Quick Start Guide
A Grafana/Prometheus/Influxdb installation has been set up with the purpose to monitor the DAFNE Control System (DCS).
- URL: https://dashboard.lnf.infn.it/prod/grafana/
- username: <aai user>
- password: <aai password>
Fig. 1 - Login page
Below the main page of grafana:
Fig. 2 - main page
From the main page, click on the left corner the "Home" button to display the folders of projects and the recent dashboard open.
Below the home page:
Fig. 3 - home page
In the red circles, there are the folders of the projects or the recent dashboards open.
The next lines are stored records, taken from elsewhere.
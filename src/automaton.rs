use itertools::Itertools;
use owo_colors::OwoColorize;

use crate::event::{Event, EventId, EventRegistry};
use crate::math::{Map, OrderedSet, Set};
use crate::state::{State, StateId, StateRegistry};
use crate::transition::{Shape, TransitionFn};

mod builder;
pub use builder::AutomatonBuilder;

/// A finite automaton over event-labeled transitions: a state registry, an event
/// registry, a transition function and an identifying name.
///
/// The deterministic/nondeterministic distinction is carried by the [`Shape`] tag
/// rather than by separate types. A deterministic automaton has at most one initial
/// state and at most one target per (state, event); the nondeterministic shape lifts
/// both restrictions. All analysis algorithms (accessibility, observer construction,
/// composition, synthesis) produce fresh automata and never mutate their inputs; the
/// by-name mutators on this type exist for interactive editing and for building
/// automata up from scratch.
#[derive(Clone, PartialEq, Eq)]
pub struct Automaton {
    pub(crate) name: String,
    pub(crate) shape: Shape,
    pub(crate) states: StateRegistry,
    pub(crate) events: EventRegistry,
    pub(crate) transitions: TransitionFn,
    pub(crate) initial: OrderedSet<StateId>,
    pub(crate) compositions: Map<StateId, OrderedSet<String>>,
}

impl Automaton {
    /// Creates an empty automaton with the given name and shape.
    pub fn new(name: impl Into<String>, shape: Shape) -> Self {
        Self {
            name: name.into(),
            shape,
            states: StateRegistry::new(),
            events: EventRegistry::new(),
            transitions: TransitionFn::new(shape),
            initial: OrderedSet::new(),
            compositions: Map::default(),
        }
    }

    /// Creates an empty deterministic automaton.
    pub fn deterministic(name: impl Into<String>) -> Self {
        Self::new(name, Shape::Deterministic)
    }

    /// Creates an empty nondeterministic automaton.
    pub fn nondeterministic(name: impl Into<String>) -> Self {
        Self::new(name, Shape::Nondeterministic)
    }

    /// Returns a builder for fluent construction, mainly used by tests.
    pub fn builder(name: impl Into<String>) -> AutomatonBuilder {
        AutomatonBuilder::new(name)
    }

    /// The name of this automaton.
    pub fn name(&self) -> &str {
        &self.name
    }

    /// The transition shape.
    pub fn shape(&self) -> Shape {
        self.shape
    }

    /// Whether this automaton has the deterministic shape.
    pub fn is_deterministic(&self) -> bool {
        self.shape == Shape::Deterministic
    }

    /// The state registry.
    pub fn states(&self) -> &StateRegistry {
        &self.states
    }

    /// The event registry.
    pub fn events(&self) -> &EventRegistry {
        &self.events
    }

    /// The transition function.
    pub fn transitions(&self) -> &TransitionFn {
        &self.transitions
    }

    /// Adds a state from a template, returning the canonical id (idempotent by name).
    pub fn add_state(&mut self, template: State) -> StateId {
        self.states.add(template)
    }

    /// Adds an event from a template, returning the canonical id (idempotent by name).
    pub fn add_event(&mut self, template: Event) -> EventId {
        self.events.add(template)
    }

    /// Adds a transition by name, creating missing states and the event on demand
    /// with default attributes.
    pub fn add_transition(&mut self, from: &str, event: &str, to: &str) {
        let q = self.states.add(State::new(from));
        let e = self.events.add(Event::new(event));
        let p = self.states.add(State::new(to));
        self.transitions.add(q, e, p);
    }

    /// Removes the transition identified by the (from, event, to) triple. Returns
    /// whether such a transition existed.
    pub fn remove_transition(&mut self, from: &str, event: &str, to: &str) -> bool {
        let (Some(q), Some(e), Some(p)) = (
            self.states.id(from),
            self.events.id(event),
            self.states.id(to),
        ) else {
            return false;
        };
        self.transitions.remove(q, e, p)
    }

    /// Removes the named state, cascading through the transition function: its own
    /// outgoing transitions are dropped and it is stripped as a target everywhere.
    /// Returns whether the state existed.
    pub fn remove_state(&mut self, name: &str) -> bool {
        let Some(id) = self.states.id(name) else {
            return false;
        };
        self.transitions.remove_state(id);
        self.initial.remove(&id);
        self.compositions.remove(&id);
        self.states.remove(id);
        true
    }

    /// Marks the named state initial. On a deterministic automaton this replaces the
    /// previous initial state. Returns whether the state existed.
    pub fn set_initial(&mut self, name: &str) -> bool {
        let Some(id) = self.states.id(name) else {
            return false;
        };
        if self.is_deterministic() {
            self.initial.clear();
        }
        self.initial.insert(id);
        true
    }

    /// Removes the named state from the initial set. Returns whether it was initial.
    pub fn unset_initial(&mut self, name: &str) -> bool {
        self.states
            .id(name)
            .is_some_and(|id| self.initial.remove(&id))
    }

    /// The set of initial states (at most one element for the deterministic shape).
    pub fn initial_states(&self) -> &OrderedSet<StateId> {
        &self.initial
    }

    /// The distinguished initial state of a deterministic automaton, if set.
    pub fn initial_state(&self) -> Option<StateId> {
        self.initial.iter().next().copied()
    }

    /// Whether the given state is initial.
    pub fn is_initial(&self, id: StateId) -> bool {
        self.initial.contains(&id)
    }

    /// Whether a state with the given name exists.
    pub fn contains_state(&self, name: &str) -> bool {
        self.states.contains(name)
    }

    /// Sets the marked attribute of the named state. Returns whether it existed.
    pub fn set_marked(&mut self, name: &str, marked: bool) -> bool {
        self.with_state_mut(name, |s| s.set_marked(marked))
    }

    /// Sets the private attribute of the named state. Returns whether it existed.
    pub fn set_private(&mut self, name: &str, private: bool) -> bool {
        self.with_state_mut(name, |s| s.set_private(private))
    }

    /// Sets the bad scratch flag of the named state. Returns whether it existed.
    pub fn set_bad(&mut self, name: &str, bad: bool) -> bool {
        self.with_state_mut(name, |s| s.set_bad(bad))
    }

    fn with_state_mut(&mut self, name: &str, f: impl FnOnce(&mut State)) -> bool {
        match self.states.id(name).and_then(|id| self.states.get_mut(id)) {
            Some(state) => {
                f(state);
                true
            }
            None => false,
        }
    }

    /// Sets controllability of the named event. Returns whether it existed.
    pub fn set_controllable(&mut self, name: &str, controllable: bool) -> bool {
        self.with_event_mut(name, |e| e.set_controllable(controllable))
    }

    /// Sets system observability of the named event. Returns whether it existed.
    pub fn set_observable(&mut self, name: &str, observable: bool) -> bool {
        self.with_event_mut(name, |e| e.set_observable(observable))
    }

    /// Sets attacker observability of the named event. Returns whether it existed.
    pub fn set_attacker_observable(&mut self, name: &str, attacker_observable: bool) -> bool {
        self.with_event_mut(name, |e| e.set_attacker_observable(attacker_observable))
    }

    fn with_event_mut(&mut self, name: &str, f: impl FnOnce(&mut Event)) -> bool {
        match self.events.id(name).and_then(|id| self.events.get_mut(id)) {
            Some(event) => {
                f(event);
                true
            }
            None => false,
        }
    }

    /// The composition of a state: the source-automaton states that were merged to
    /// produce it. Defaults to "composed of itself" when no composition was recorded.
    pub fn composition_of(&self, id: StateId) -> OrderedSet<String> {
        self.compositions.get(&id).cloned().unwrap_or_else(|| {
            OrderedSet::from([self.states.name_of(id).to_string()])
        })
    }

    pub(crate) fn record_composition(&mut self, id: StateId, of: OrderedSet<String>) {
        self.compositions.insert(id, of);
    }

    /// An empty automaton sharing this one's shape, used by algorithms that build a
    /// fresh result.
    pub(crate) fn empty_like(&self, name: impl Into<String>) -> Automaton {
        Automaton::new(name, self.shape)
    }

    /// Copies an event (with its attributes) from another automaton into this one.
    pub(crate) fn adopt_event(&mut self, other: &Automaton, event: EventId) -> EventId {
        self.events
            .add(other.events.get(event).expect("stale event id").clone())
    }

    /// Copies a state (with its attributes and composition, but not its initial
    /// status) from another automaton into this one.
    pub(crate) fn adopt_state(&mut self, other: &Automaton, state: StateId) -> StateId {
        let id = self
            .states
            .add(other.states.get(state).expect("stale state id").clone());
        if let Some(of) = other.compositions.get(&state) {
            self.compositions.insert(id, of.clone());
        }
        id
    }

    /// Builds a copy of this automaton containing only the states whose names are
    /// *not* in `excluded`. Transitions are truncated to surviving targets and
    /// dropped when their target set empties; the initial set is intersected with
    /// the survivors. Several algorithms use this as their final step.
    pub fn restrict(&self, name: impl Into<String>, excluded: &Set<String>) -> Automaton {
        let mut result = self.empty_like(name);
        let keep: OrderedSet<StateId> = self
            .states
            .iter()
            .filter(|(_, s)| !excluded.contains(s.name()))
            .map(|(id, _)| id)
            .collect();
        for (_, event) in self.events.iter() {
            result.events.add(event.clone());
        }
        for &id in &keep {
            let new_id = result.adopt_state(self, id);
            if self.initial.contains(&id) {
                result.initial.insert(new_id);
            }
        }
        for &id in &keep {
            let new_q = result.states.id(self.states.name_of(id)).expect("just added");
            for t in self.transitions.transitions_from(id) {
                let new_e = result
                    .events
                    .id(self.events.name_of(t.event()))
                    .expect("all events copied");
                for &target in t.targets() {
                    if !keep.contains(&target) {
                        continue;
                    }
                    let new_p = result
                        .states
                        .id(self.states.name_of(target))
                        .expect("just added");
                    result.transitions.add(new_q, new_e, new_p);
                }
            }
        }
        result
    }

    /// The name of the state at `id`. Panics on a stale id.
    pub(crate) fn state_name(&self, id: StateId) -> &str {
        self.states.name_of(id)
    }

    /// The name of the event at `id`. Panics on a stale id.
    pub(crate) fn event_name(&self, id: EventId) -> &str {
        self.events.name_of(id)
    }

    /// Renders the transition table as a string: one row per state, one column per
    /// event. Initial states carry a `->` prefix, marked states a `*` suffix; states
    /// flagged bad by a blocking check are highlighted in red so that interactive
    /// use can spot them.
    pub fn transition_table(&self) -> String {
        let events = self
            .events
            .iter()
            .sorted_by_key(|(_, e)| e.name().to_string())
            .collect_vec();
        let mut builder = tabled::builder::Builder::default();
        builder.push_record(
            std::iter::once("state".to_string()).chain(events.iter().map(|(_, e)| {
                e.name().to_string()
            })),
        );
        for (id, state) in self
            .states
            .iter()
            .sorted_by_key(|(_, s)| s.name().to_string())
        {
            let mut label = format!(
                "{}{}{}",
                if self.is_initial(id) { "->" } else { "" },
                state.name(),
                if state.is_marked() { "*" } else { "" }
            );
            if state.is_bad() {
                label = label.red().to_string();
            }
            let mut row = vec![label];
            for &(e, _) in &events {
                match self.transitions.successors(id, e) {
                    Some(targets) => row.push(
                        targets
                            .iter()
                            .map(|&p| self.states.name_of(p))
                            .join(","),
                    ),
                    None => row.push("-".to_string()),
                }
            }
            builder.push_record(row);
        }
        builder
            .build()
            .with(tabled::settings::Style::rounded())
            .to_string()
    }
}

impl std::fmt::Debug for Automaton {
    fn fmt(&self, f: &mut std::fmt::Formatter<'_>) -> std::fmt::Result {
        writeln!(f, "{} ({:?})", self.name, self.shape)?;
        write!(f, "{}", self.transition_table())
    }
}
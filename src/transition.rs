use std::collections::VecDeque;

use crate::event::{Event, EventId, EventRegistry};
use crate::math::{Map, OrderedSet, Set};
use crate::state::StateId;

/// Distinguishes the two transition representations. This tag replaces a class
/// hierarchy: the same [`TransitionFn`] serves both shapes, only the behavior of
/// [`TransitionFn::add`] differs.
#[derive(Debug, Clone, Copy, PartialEq, Eq, Hash)]
pub enum Shape {
    /// At most one target per (state, event); adding a second target for the same
    /// event overwrites the first.
    Deterministic,
    /// Target sets accumulate.
    Nondeterministic,
}

/// An (event, target-state-set) pair attached to some source state. In a
/// deterministic transition function the target set holds at most one element.
#[derive(Debug, Clone, PartialEq, Eq)]
pub struct Transition {
    event: EventId,
    targets: OrderedSet<StateId>,
}

impl Transition {
    /// Creates a transition on `event` with a single target.
    pub fn new(event: EventId, target: StateId) -> Self {
        Self {
            event,
            targets: OrderedSet::from([target]),
        }
    }

    /// The event this transition is taken on.
    pub fn event(&self) -> EventId {
        self.event
    }

    /// The set of target states.
    pub fn targets(&self) -> &OrderedSet<StateId> {
        &self.targets
    }

    /// The unique target, for use on deterministic transition functions where the
    /// set is known to be a singleton.
    pub fn target(&self) -> Option<StateId> {
        self.targets.iter().next().copied()
    }
}

/// Maps each state to the ordered collection of its outgoing transitions.
///
/// Lookup by (state, event) is a linear scan of the transitions at that state, so it
/// costs O(transitions-at-state). States without outgoing transitions simply have no
/// entry; [`TransitionFn::transitions_from`] returns an empty slice for them.
#[derive(Debug, Clone, PartialEq, Eq)]
pub struct TransitionFn {
    shape: Shape,
    map: Map<StateId, Vec<Transition>>,
}

impl TransitionFn {
    /// Creates an empty transition function of the given shape.
    pub fn new(shape: Shape) -> Self {
        Self {
            shape,
            map: Map::default(),
        }
    }

    /// The transition shape this function enforces.
    pub fn shape(&self) -> Shape {
        self.shape
    }

    /// The outgoing transitions of `state`, empty (not absent) when there are none.
    pub fn transitions_from(&self, state: StateId) -> &[Transition] {
        self.map.get(&state).map(Vec::as_slice).unwrap_or(&[])
    }

    /// The targets reached from `state` on `event`, if such a transition exists.
    pub fn successors(&self, state: StateId, event: EventId) -> Option<&OrderedSet<StateId>> {
        self.transitions_from(state)
            .iter()
            .find(|t| t.event == event)
            .map(|t| &t.targets)
    }

    /// Adds a transition from `state` on `event` to `target`. When a transition on
    /// the same event already exists, the deterministic shape overwrites its target
    /// while the nondeterministic shape unions the target in.
    pub fn add(&mut self, state: StateId, event: EventId, target: StateId) {
        let list = self.map.entry(state).or_default();
        match list.iter_mut().find(|t| t.event == event) {
            Some(existing) => match self.shape {
                Shape::Deterministic => {
                    existing.targets.clear();
                    existing.targets.insert(target);
                }
                Shape::Nondeterministic => {
                    existing.targets.insert(target);
                }
            },
            None => list.push(Transition::new(event, target)),
        }
    }

    /// Removes `target` from the transition of `state` on `event`, dropping the
    /// transition entirely when its target set empties. Returns whether anything
    /// was removed.
    pub fn remove(&mut self, state: StateId, event: EventId, target: StateId) -> bool {
        let Some(list) = self.map.get_mut(&state) else {
            return false;
        };
        let Some(pos) = list.iter().position(|t| t.event == event) else {
            return false;
        };
        if !list[pos].targets.remove(&target) {
            return false;
        }
        if list[pos].targets.is_empty() {
            list.remove(pos);
        }
        if list.is_empty() {
            self.map.remove(&state);
        }
        true
    }

    /// Removes `state` from the function: its own outgoing transitions are dropped
    /// and it is stripped as a target from every other transition, dropping
    /// transitions whose target set empties.
    pub fn remove_state(&mut self, state: StateId) {
        self.map.remove(&state);
        self.map.retain(|_, list| {
            list.retain_mut(|t| {
                t.targets.remove(&state);
                !t.targets.is_empty()
            });
            !list.is_empty()
        });
    }

    /// Iterates over all (source, transition) pairs.
    pub fn iter(&self) -> impl Iterator<Item = (StateId, &Transition)> + '_ {
        self.map
            .iter()
            .flat_map(|(&q, list)| list.iter().map(move |t| (q, t)))
    }

    /// The number of (source, event, target) triples.
    pub fn triple_count(&self) -> usize {
        self.map
            .values()
            .flat_map(|list| list.iter())
            .map(|t| t.targets.len())
            .sum()
    }

    /// Whether the function holds no transitions at all.
    pub fn is_empty(&self) -> bool {
        self.map.is_empty()
    }

    /// Computes the epsilon-closure of every state in `seeds`: the set of states
    /// reachable by following only transitions whose event is system-unobservable,
    /// always including the seed itself. This is the workhorse of every observer
    /// construction.
    pub fn epsilon_reach<I>(
        &self,
        seeds: I,
        events: &EventRegistry,
    ) -> Map<StateId, OrderedSet<StateId>>
    where
        I: IntoIterator<Item = StateId>,
    {
        let mut closures = Map::default();
        for seed in seeds {
            let mut closure = OrderedSet::from([seed]);
            let mut queue = VecDeque::from([seed]);
            while let Some(q) = queue.pop_front() {
                for t in self.transitions_from(q) {
                    let observable = events.get(t.event).map_or(true, Event::is_observable);
                    if observable {
                        continue;
                    }
                    for &p in t.targets() {
                        if closure.insert(p) {
                            queue.push_back(p);
                        }
                    }
                }
            }
            closures.insert(seed, closure);
        }
        closures
    }

    /// Determines the states at which `must` demands a transition that `self` (the
    /// may function) does not provide. Both transition lists are flattened to
    /// (event, target) pairs, sorted, and walked in merge order; any must pair
    /// without a matching may pair marks its source state inconsistent.
    pub fn inconsistent_states(&self, must: &TransitionFn) -> Set<StateId> {
        let mut inconsistent = Set::default();
        for (&q, _) in must.map.iter() {
            let mut may_pairs = flatten(self.transitions_from(q));
            let mut must_pairs = flatten(must.transitions_from(q));
            may_pairs.sort_unstable();
            must_pairs.sort_unstable();

            let mut may_it = may_pairs.into_iter().peekable();
            for pair in must_pairs {
                while may_it.peek().is_some_and(|&m| m < pair) {
                    may_it.next();
                }
                if may_it.peek() != Some(&pair) {
                    inconsistent.insert(q);
                    break;
                }
            }
        }
        inconsistent
    }
}

fn flatten(transitions: &[Transition]) -> Vec<(EventId, StateId)> {
    transitions
        .iter()
        .flat_map(|t| t.targets().iter().map(move |&p| (t.event(), p)))
        .collect()
}
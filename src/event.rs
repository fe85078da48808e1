use crate::math::Map;

/// Index of an event within the [`EventRegistry`] of one automaton. Like state ids,
/// event ids are arena positions and remain stable across removals.
#[derive(Debug, Clone, Copy, PartialEq, Eq, PartialOrd, Ord, Hash)]
pub struct EventId(pub(crate) usize);

impl EventId {
    /// Returns the raw arena position.
    pub fn index(self) -> usize {
        self.0
    }
}

/// An event of an automaton. Identity is the name; the three attribute booleans all
/// default to `true`.
///
/// `controllable` means a supervisor may prevent the event from occurring.
/// `observable` means the system (and thus the supervisor) can detect its occurrence;
/// unobservable events act as epsilon moves in every observer construction.
/// `attacker_observable` is the analogous attribute for the attacker of an opacity
/// analysis and is independent of the other two.
#[derive(Debug, Clone, PartialEq, Eq)]
pub struct Event {
    name: String,
    controllable: bool,
    observable: bool,
    attacker_observable: bool,
}

impl Event {
    /// Creates an event with the given name; all attributes default to `true`.
    pub fn new(name: impl Into<String>) -> Self {
        Self {
            name: name.into(),
            controllable: true,
            observable: true,
            attacker_observable: true,
        }
    }

    /// Consumes `self` and sets controllability, builder style.
    pub fn with_controllable(mut self, controllable: bool) -> Self {
        self.controllable = controllable;
        self
    }

    /// Consumes `self` and sets system observability, builder style.
    pub fn with_observable(mut self, observable: bool) -> Self {
        self.observable = observable;
        self
    }

    /// Consumes `self` and sets attacker observability, builder style.
    pub fn with_attacker_observable(mut self, attacker_observable: bool) -> Self {
        self.attacker_observable = attacker_observable;
        self
    }

    /// The name identifying this event.
    pub fn name(&self) -> &str {
        &self.name
    }

    /// Whether a supervisor may disable this event.
    pub fn is_controllable(&self) -> bool {
        self.controllable
    }

    /// Whether the system observes occurrences of this event.
    pub fn is_observable(&self) -> bool {
        self.observable
    }

    /// Whether an attacker observes occurrences of this event.
    pub fn is_attacker_observable(&self) -> bool {
        self.attacker_observable
    }

    /// Sets controllability.
    pub fn set_controllable(&mut self, controllable: bool) {
        self.controllable = controllable;
    }

    /// Sets system observability.
    pub fn set_observable(&mut self, observable: bool) {
        self.observable = observable;
    }

    /// Sets attacker observability.
    pub fn set_attacker_observable(&mut self, attacker_observable: bool) {
        self.attacker_observable = attacker_observable;
    }

    /// Combines two occurrences of the same event, as needed by product and parallel
    /// composition: each attribute of the combined event is the logical AND of the
    /// two inputs. The name is taken from `self`; callers only ever combine events
    /// that share a name.
    pub fn combine(&self, other: &Event) -> Event {
        Event {
            name: self.name.clone(),
            controllable: self.controllable && other.controllable,
            observable: self.observable && other.observable,
            attacker_observable: self.attacker_observable && other.attacker_observable,
        }
    }
}

/// A name-keyed interning store for the events of one automaton, with the same arena
/// and idempotency semantics as [`StateRegistry`](crate::state::StateRegistry).
#[derive(Debug, Clone, Default, PartialEq, Eq)]
pub struct EventRegistry {
    slots: Vec<Option<Event>>,
    index: Map<String, EventId>,
}

impl EventRegistry {
    /// Creates an empty registry.
    pub fn new() -> Self {
        Self::default()
    }

    /// Adds `template` to the registry. If an event with the same name already exists,
    /// its id is returned and the registry is not modified.
    pub fn add(&mut self, template: Event) -> EventId {
        if let Some(&id) = self.index.get(template.name()) {
            return id;
        }
        let id = EventId(self.slots.len());
        self.index.insert(template.name().to_string(), id);
        self.slots.push(Some(template));
        id
    }

    /// Looks up the id of the event with the given name.
    pub fn id(&self, name: &str) -> Option<EventId> {
        self.index.get(name).copied()
    }

    /// Returns the event stored at `id`, if it is still present.
    pub fn get(&self, id: EventId) -> Option<&Event> {
        self.slots.get(id.0).and_then(Option::as_ref)
    }

    /// Returns a mutable reference to the event stored at `id`.
    pub fn get_mut(&mut self, id: EventId) -> Option<&mut Event> {
        self.slots.get_mut(id.0).and_then(Option::as_mut)
    }

    /// Returns the name of the event at `id`. Panics on a stale id.
    pub fn name_of(&self, id: EventId) -> &str {
        self.get(id).expect("stale event id").name()
    }

    /// Whether an event with the given name exists.
    pub fn contains(&self, name: &str) -> bool {
        self.index.contains_key(name)
    }

    /// Removes the event at `id`, returning it.
    pub fn remove(&mut self, id: EventId) -> Option<Event> {
        let event = self.slots.get_mut(id.0).and_then(Option::take)?;
        self.index.remove(event.name());
        Some(event)
    }

    /// Iterates over all live events in insertion order.
    pub fn iter(&self) -> impl Iterator<Item = (EventId, &Event)> + '_ {
        self.slots
            .iter()
            .enumerate()
            .filter_map(|(i, slot)| slot.as_ref().map(|e| (EventId(i), e)))
    }

    /// The number of live events.
    pub fn len(&self) -> usize {
        self.index.len()
    }

    /// Whether the registry holds no live events.
    pub fn is_empty(&self) -> bool {
        self.index.is_empty()
    }
}

#[cfg(test)]
mod tests {
    use super::*;

    #[test]
    fn attributes_default_to_true() {
        let e = Event::new("a");
        assert!(e.is_controllable() && e.is_observable() && e.is_attacker_observable());
    }

    #[test]
    fn combine_takes_the_and() {
        let a = Event::new("a").with_controllable(false);
        let b = Event::new("a").with_observable(false);
        let c = a.combine(&b);
        assert_eq!(c.name(), "a");
        assert!(!c.is_controllable());
        assert!(!c.is_observable());
        assert!(c.is_attacker_observable());
    }

    #[test]
    fn registration_is_idempotent() {
        let mut reg = EventRegistry::new();
        let a = reg.add(Event::new("a").with_controllable(false));
        let b = reg.add(Event::new("a"));
        assert_eq!(a, b);
        assert_eq!(reg.len(), 1);
        assert!(!reg.get(a).unwrap().is_controllable());
    }
}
Fig. 4 - Example of dashboard
Configuration Guide
Having different systems to monitor, with different OSes (Solaris 9, Linux Centos 3-8, Windows), is needed to found a performance tool/agent or methodology to monitoring the devices.
Prometheus "collector"
The recent linux OSes, as CentOS 6-8, or Windows could use prometheus for store the data of metrics. Prometheus is an open-source systems monitoring and alerting toolkit originally built at SoundCloud. Prometheus fundamentally stores all data as time series: streams of timestamped values belonging to the same metric and the same set of labeled dimensions. Besides stored time series, Prometheus may generate temporary derived time series as the result of queries. (see https://prometheus.io/docs/introduction/overview/)
CentOS 6-8
For CentOS 6-8 exists "node-exporter" agent. (see the page https://prometheus.io/docs/guides/node-exporter/). The guide show, the agent is possible installed that manually, but with current infrastructure of "configuration management" (Foreman/Puppet/Ansible) is possible automating the process by enable the specific module.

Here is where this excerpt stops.